Records provided:
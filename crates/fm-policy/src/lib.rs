//! `fm-policy` — should this device's workload migrate, and where to?
//!
//! # Crate layout
//!
//! | Module      | Contents                                                        |
//! |-------------|-----------------------------------------------------------------|
//! | [`engine`]  | `DecisionPolicy` trait, `MigrationEngine` orchestrator          |
//! | [`gate`]    | `MigrationGate` trait and the four variant gates                |
//! | [`kind`]    | `PolicyKind`, `build_engine`                                    |
//! | [`record`]  | `DecisionRecord`, `DecisionRecorder`, `NoopRecorder`, `MemoryRecorder` |
//! | [`reason`]  | `DecisionReason`                                                |
//! | [`context`] | `DecisionContext<'a>` — clock and topology for one tick         |
//! | [`config`]  | `MigrationConfig`                                               |
//! | [`error`]   | `PolicyError`, `PolicyResult<T>`                                |
//!
//! # Pipeline
//!
//! Every variant runs the same steps inside [`MigrationEngine`]:
//!
//! 1. Resolve the source AP, classify the device's position, refresh the
//!    zone/point flags.
//! 2. Ask the gate.  A rejection ends the evaluation.
//! 3. Find the next AP (`NoNextAp`), check it changes the hosting server
//!    (`NotEdgeAp`), pick the destination server the gate asks for
//!    (`NoApServer`, `NoEligibleServer`, `SameServer`).
//! 4. Run admission control once (`ServiceAgreementDeclined`).
//! 5. Write the destination fields and report `Approved`.
//!
//! Each call emits exactly one [`DecisionRecord`].
//!
//! # Feature flags
//!
//! | Flag    | Effect                                                        |
//! |---------|---------------------------------------------------------------|
//! | `serde` | Derives `Serialize`/`Deserialize` on records and configuration. |

pub mod config;
pub mod context;
pub mod engine;
pub mod error;
pub mod gate;
pub mod kind;
pub mod reason;
pub mod record;


pub use config::MigrationConfig;
pub use context::DecisionContext;
pub use engine::{DecisionPolicy, MigrationEngine};
pub use error::{PolicyError, PolicyResult};
pub use gate::{
    GateDecision, LowestLatencyGate, MigrationGate, NearestApGate, NearestServerGate, Probe,
    RemoteGate, ServerChoice,
};
pub use kind::{DynEngine, PolicyKind, build_engine};
pub use reason::DecisionReason;
pub use record::{DecisionRecord, DecisionRecorder, MemoryRecorder, NoopRecorder};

What is being asked:
Go through the records above and copy each line where "MigrationGate" is found.

Solution to the exercise:
//! | [`gate`]    | `MigrationGate` trait and the four variant gates                |
    GateDecision, LowestLatencyGate, MigrationGate, NearestApGate, NearestServerGate, Probe,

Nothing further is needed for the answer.